[ACTIVITY]: All lines from the one containing "the Monte-Carlo percolation" through the last line below must be duplicated exactly, with nothing outside that span.
##############################
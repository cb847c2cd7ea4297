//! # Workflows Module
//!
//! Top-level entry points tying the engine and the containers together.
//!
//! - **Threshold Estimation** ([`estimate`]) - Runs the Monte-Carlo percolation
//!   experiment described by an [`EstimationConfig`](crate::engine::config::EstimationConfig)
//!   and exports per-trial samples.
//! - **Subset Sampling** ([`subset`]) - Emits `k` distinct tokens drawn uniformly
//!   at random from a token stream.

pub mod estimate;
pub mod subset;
##############################
[REPLY TO THE EXERCISE]:
//! - **Threshold Estimation** ([`estimate`]) - Runs the Monte-Carlo percolation
//!   experiment described by an [`EstimationConfig`](crate::engine::config::EstimationConfig)
//!   and exports per-trial samples.
//! - **Subset Sampling** ([`subset`]) - Emits `k` distinct tokens drawn uniformly
//!   at random from a token stream.

pub mod estimate;
pub mod subset;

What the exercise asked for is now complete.